Saved data entries:
○ ○ ○

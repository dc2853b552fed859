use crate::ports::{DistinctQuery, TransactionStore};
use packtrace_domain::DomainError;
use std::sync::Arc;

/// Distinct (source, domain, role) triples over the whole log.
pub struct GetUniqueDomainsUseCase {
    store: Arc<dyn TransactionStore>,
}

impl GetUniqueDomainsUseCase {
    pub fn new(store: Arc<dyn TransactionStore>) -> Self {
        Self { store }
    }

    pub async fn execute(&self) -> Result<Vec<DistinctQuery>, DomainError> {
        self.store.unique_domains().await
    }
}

○ ○ ○

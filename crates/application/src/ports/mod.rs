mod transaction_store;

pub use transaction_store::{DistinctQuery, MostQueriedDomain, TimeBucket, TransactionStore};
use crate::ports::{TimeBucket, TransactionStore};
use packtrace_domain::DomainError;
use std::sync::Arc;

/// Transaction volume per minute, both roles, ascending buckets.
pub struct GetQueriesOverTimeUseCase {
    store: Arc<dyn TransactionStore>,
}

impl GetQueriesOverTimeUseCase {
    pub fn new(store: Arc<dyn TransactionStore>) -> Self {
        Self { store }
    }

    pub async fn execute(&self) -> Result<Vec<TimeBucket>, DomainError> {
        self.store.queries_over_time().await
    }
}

○ ○ ○

Wherever the string "impl" occurs in the data, copy the line that holds it.

» RESPONSE TO THIS EXERCISE
impl GetUniqueDomainsUseCase {
impl GetQueriesOverTimeUseCase {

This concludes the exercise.